## ASSIGNED TASK
Please return every record below exactly as it stands.

[Dataset excerpts]
▼▼▼
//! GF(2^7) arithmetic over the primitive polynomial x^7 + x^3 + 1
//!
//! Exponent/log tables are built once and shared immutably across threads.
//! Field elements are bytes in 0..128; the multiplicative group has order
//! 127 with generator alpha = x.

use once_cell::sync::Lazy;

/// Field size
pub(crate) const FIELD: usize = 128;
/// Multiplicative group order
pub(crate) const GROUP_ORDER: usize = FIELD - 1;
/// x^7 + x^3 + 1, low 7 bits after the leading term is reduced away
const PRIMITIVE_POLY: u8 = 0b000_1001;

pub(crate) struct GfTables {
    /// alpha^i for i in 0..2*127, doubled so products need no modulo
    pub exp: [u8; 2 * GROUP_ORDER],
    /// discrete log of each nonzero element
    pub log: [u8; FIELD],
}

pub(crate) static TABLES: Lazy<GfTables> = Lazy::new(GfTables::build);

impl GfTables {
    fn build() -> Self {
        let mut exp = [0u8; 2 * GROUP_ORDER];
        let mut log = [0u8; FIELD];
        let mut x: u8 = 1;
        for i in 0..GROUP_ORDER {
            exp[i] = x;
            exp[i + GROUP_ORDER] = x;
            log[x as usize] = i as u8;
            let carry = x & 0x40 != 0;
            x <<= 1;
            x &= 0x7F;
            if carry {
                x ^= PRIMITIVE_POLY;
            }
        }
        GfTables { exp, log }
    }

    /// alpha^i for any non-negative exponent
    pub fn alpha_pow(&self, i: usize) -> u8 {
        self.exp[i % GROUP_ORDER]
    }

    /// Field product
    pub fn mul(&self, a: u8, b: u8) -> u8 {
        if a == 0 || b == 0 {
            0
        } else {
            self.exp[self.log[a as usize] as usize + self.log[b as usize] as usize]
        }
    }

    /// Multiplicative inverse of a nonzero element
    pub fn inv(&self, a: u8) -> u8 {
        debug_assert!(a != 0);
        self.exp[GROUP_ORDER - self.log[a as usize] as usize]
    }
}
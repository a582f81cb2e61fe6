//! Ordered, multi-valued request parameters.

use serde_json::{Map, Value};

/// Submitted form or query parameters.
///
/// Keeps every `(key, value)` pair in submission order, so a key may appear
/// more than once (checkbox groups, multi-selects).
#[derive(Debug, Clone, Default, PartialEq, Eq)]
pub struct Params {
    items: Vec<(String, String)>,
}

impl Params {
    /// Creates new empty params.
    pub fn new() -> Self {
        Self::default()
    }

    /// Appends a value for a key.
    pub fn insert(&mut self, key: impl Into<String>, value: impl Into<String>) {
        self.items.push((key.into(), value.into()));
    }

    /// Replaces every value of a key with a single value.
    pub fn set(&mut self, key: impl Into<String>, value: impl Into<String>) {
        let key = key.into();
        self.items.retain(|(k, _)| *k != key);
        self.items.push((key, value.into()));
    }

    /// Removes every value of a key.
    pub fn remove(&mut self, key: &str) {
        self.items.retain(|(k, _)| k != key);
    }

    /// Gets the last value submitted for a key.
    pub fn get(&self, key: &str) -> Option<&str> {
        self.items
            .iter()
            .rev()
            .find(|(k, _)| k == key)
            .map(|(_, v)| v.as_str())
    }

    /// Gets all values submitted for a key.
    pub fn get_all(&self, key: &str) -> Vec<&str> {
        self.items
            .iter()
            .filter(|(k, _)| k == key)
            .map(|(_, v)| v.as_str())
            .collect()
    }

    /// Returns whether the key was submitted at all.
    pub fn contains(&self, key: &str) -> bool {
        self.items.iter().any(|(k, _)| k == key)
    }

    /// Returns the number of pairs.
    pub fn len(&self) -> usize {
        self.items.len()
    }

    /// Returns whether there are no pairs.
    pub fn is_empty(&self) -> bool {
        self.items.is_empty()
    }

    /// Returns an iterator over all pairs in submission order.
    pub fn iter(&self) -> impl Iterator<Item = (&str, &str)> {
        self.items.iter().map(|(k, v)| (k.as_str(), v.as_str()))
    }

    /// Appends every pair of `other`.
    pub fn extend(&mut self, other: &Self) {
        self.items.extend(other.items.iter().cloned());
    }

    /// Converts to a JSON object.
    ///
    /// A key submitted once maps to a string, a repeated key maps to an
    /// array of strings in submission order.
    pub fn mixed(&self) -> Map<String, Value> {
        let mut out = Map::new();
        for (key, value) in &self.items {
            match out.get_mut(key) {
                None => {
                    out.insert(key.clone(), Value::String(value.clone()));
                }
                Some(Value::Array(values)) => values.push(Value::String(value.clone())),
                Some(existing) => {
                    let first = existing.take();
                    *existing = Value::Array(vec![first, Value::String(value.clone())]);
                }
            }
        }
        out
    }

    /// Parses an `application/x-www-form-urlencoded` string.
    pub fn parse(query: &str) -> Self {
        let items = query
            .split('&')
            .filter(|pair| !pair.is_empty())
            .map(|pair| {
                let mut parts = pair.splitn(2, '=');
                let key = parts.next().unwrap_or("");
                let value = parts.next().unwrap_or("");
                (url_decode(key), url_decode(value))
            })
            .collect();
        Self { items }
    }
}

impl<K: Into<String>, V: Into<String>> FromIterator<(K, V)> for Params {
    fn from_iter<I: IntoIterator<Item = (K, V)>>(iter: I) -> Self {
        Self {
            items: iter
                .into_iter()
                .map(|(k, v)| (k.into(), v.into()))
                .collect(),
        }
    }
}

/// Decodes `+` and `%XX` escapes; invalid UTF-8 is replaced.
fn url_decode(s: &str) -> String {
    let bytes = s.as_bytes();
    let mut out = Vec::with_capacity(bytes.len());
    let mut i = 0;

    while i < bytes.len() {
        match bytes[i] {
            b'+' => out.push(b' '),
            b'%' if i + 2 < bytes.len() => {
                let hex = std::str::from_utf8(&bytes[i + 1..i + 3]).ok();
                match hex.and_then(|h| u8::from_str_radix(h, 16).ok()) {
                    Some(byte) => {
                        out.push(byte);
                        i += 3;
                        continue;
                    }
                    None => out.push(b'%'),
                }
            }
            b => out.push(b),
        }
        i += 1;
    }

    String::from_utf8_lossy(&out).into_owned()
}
▲▲▲
## RESULT OF THIS EXERCISE
//! GF(2^7) arithmetic over the primitive polynomial x^7 + x^3 + 1
//!
//! Exponent/log tables are built once and shared immutably across threads.
//! Field elements are bytes in 0..128; the multiplicative group has order
//! 127 with generator alpha = x.

use once_cell::sync::Lazy;

/// Field size
pub(crate) const FIELD: usize = 128;
/// Multiplicative group order
pub(crate) const GROUP_ORDER: usize = FIELD - 1;
/// x^7 + x^3 + 1, low 7 bits after the leading term is reduced away
const PRIMITIVE_POLY: u8 = 0b000_1001;

pub(crate) struct GfTables {
    /// alpha^i for i in 0..2*127, doubled so products need no modulo
    pub exp: [u8; 2 * GROUP_ORDER],
    /// discrete log of each nonzero element
    pub log: [u8; FIELD],
}

pub(crate) static TABLES: Lazy<GfTables> = Lazy::new(GfTables::build);

impl GfTables {
    fn build() -> Self {
        let mut exp = [0u8; 2 * GROUP_ORDER];
        let mut log = [0u8; FIELD];
        let mut x: u8 = 1;
        for i in 0..GROUP_ORDER {
            exp[i] = x;
            exp[i + GROUP_ORDER] = x;
            log[x as usize] = i as u8;
            let carry = x & 0x40 != 0;
            x <<= 1;
            x &= 0x7F;
            if carry {
                x ^= PRIMITIVE_POLY;
            }
        }
        GfTables { exp, log }
    }

    /// alpha^i for any non-negative exponent
    pub fn alpha_pow(&self, i: usize) -> u8 {
        self.exp[i % GROUP_ORDER]
    }

    /// Field product
    pub fn mul(&self, a: u8, b: u8) -> u8 {
        if a == 0 || b == 0 {
            0
        } else {
            self.exp[self.log[a as usize] as usize + self.log[b as usize] as usize]
        }
    }

    /// Multiplicative inverse of a nonzero element
    pub fn inv(&self, a: u8) -> u8 {
        debug_assert!(a != 0);
        self.exp[GROUP_ORDER - self.log[a as usize] as usize]
    }
}
repository a582f81cb2e61fe6
//! Ordered, multi-valued request parameters.

use serde_json::{Map, Value};

/// Submitted form or query parameters.
///
/// Keeps every `(key, value)` pair in submission order, so a key may appear
/// more than once (checkbox groups, multi-selects).
#[derive(Debug, Clone, Default, PartialEq, Eq)]
pub struct Params {
    items: Vec<(String, String)>,
}

impl Params {
    /// Creates new empty params.
    pub fn new() -> Self {
        Self::default()
    }

    /// Appends a value for a key.
    pub fn insert(&mut self, key: impl Into<String>, value: impl Into<String>) {
        self.items.push((key.into(), value.into()));
    }

    /// Replaces every value of a key with a single value.
    pub fn set(&mut self, key: impl Into<String>, value: impl Into<String>) {
        let key = key.into();
        self.items.retain(|(k, _)| *k != key);
        self.items.push((key, value.into()));
    }

    /// Removes every value of a key.
    pub fn remove(&mut self, key: &str) {
        self.items.retain(|(k, _)| k != key);
    }

    /// Gets the last value submitted for a key.
    pub fn get(&self, key: &str) -> Option<&str> {
        self.items
            .iter()
            .rev()
            .find(|(k, _)| k == key)
            .map(|(_, v)| v.as_str())
    }

    /// Gets all values submitted for a key.
    pub fn get_all(&self, key: &str) -> Vec<&str> {
        self.items
            .iter()
            .filter(|(k, _)| k == key)
            .map(|(_, v)| v.as_str())
            .collect()
    }

    /// Returns whether the key was submitted at all.
    pub fn contains(&self, key: &str) -> bool {
        self.items.iter().any(|(k, _)| k == key)
    }

    /// Returns the number of pairs.
    pub fn len(&self) -> usize {
        self.items.len()
    }

    /// Returns whether there are no pairs.
    pub fn is_empty(&self) -> bool {
        self.items.is_empty()
    }

    /// Returns an iterator over all pairs in submission order.
    pub fn iter(&self) -> impl Iterator<Item = (&str, &str)> {
        self.items.iter().map(|(k, v)| (k.as_str(), v.as_str()))
    }

    /// Appends every pair of `other`.
    pub fn extend(&mut self, other: &Self) {
        self.items.extend(other.items.iter().cloned());
    }

    /// Converts to a JSON object.
    ///
    /// A key submitted once maps to a string, a repeated key maps to an
    /// array of strings in submission order.
    pub fn mixed(&self) -> Map<String, Value> {
        let mut out = Map::new();
        for (key, value) in &self.items {
            match out.get_mut(key) {
                None => {
                    out.insert(key.clone(), Value::String(value.clone()));
                }
                Some(Value::Array(values)) => values.push(Value::String(value.clone())),
                Some(existing) => {
                    let first = existing.take();
                    *existing = Value::Array(vec![first, Value::String(value.clone())]);
                }
            }
        }
        out
    }

    /// Parses an `application/x-www-form-urlencoded` string.
    pub fn parse(query: &str) -> Self {
        let items = query
            .split('&')
            .filter(|pair| !pair.is_empty())
            .map(|pair| {
                let mut parts = pair.splitn(2, '=');
                let key = parts.next().unwrap_or("");
                let value = parts.next().unwrap_or("");
                (url_decode(key), url_decode(value))
            })
            .collect();
        Self { items }
    }
}

impl<K: Into<String>, V: Into<String>> FromIterator<(K, V)> for Params {
    fn from_iter<I: IntoIterator<Item = (K, V)>>(iter: I) -> Self {
        Self {
            items: iter
                .into_iter()
                .map(|(k, v)| (k.into(), v.into()))
                .collect(),
        }
    }
}

/// Decodes `+` and `%XX` escapes; invalid UTF-8 is replaced.
fn url_decode(s: &str) -> String {
    let bytes = s.as_bytes();
    let mut out = Vec::with_capacity(bytes.len());
    let mut i = 0;

    while i < bytes.len() {
        match bytes[i] {
            b'+' => out.push(b' '),
            b'%' if i + 2 < bytes.len() => {
                let hex = std::str::from_utf8(&bytes[i + 1..i + 3]).ok();
                match hex.and_then(|h| u8::from_str_radix(h, 16).ok()) {
                    Some(byte) => {
                        out.push(byte);
                        i += 3;
                        continue;
                    }
                    None => out.push(b'%'),
                }
            }
            b => out.push(b),
        }
        i += 1;
    }

    String::from_utf8_lossy(&out).into_owned()
}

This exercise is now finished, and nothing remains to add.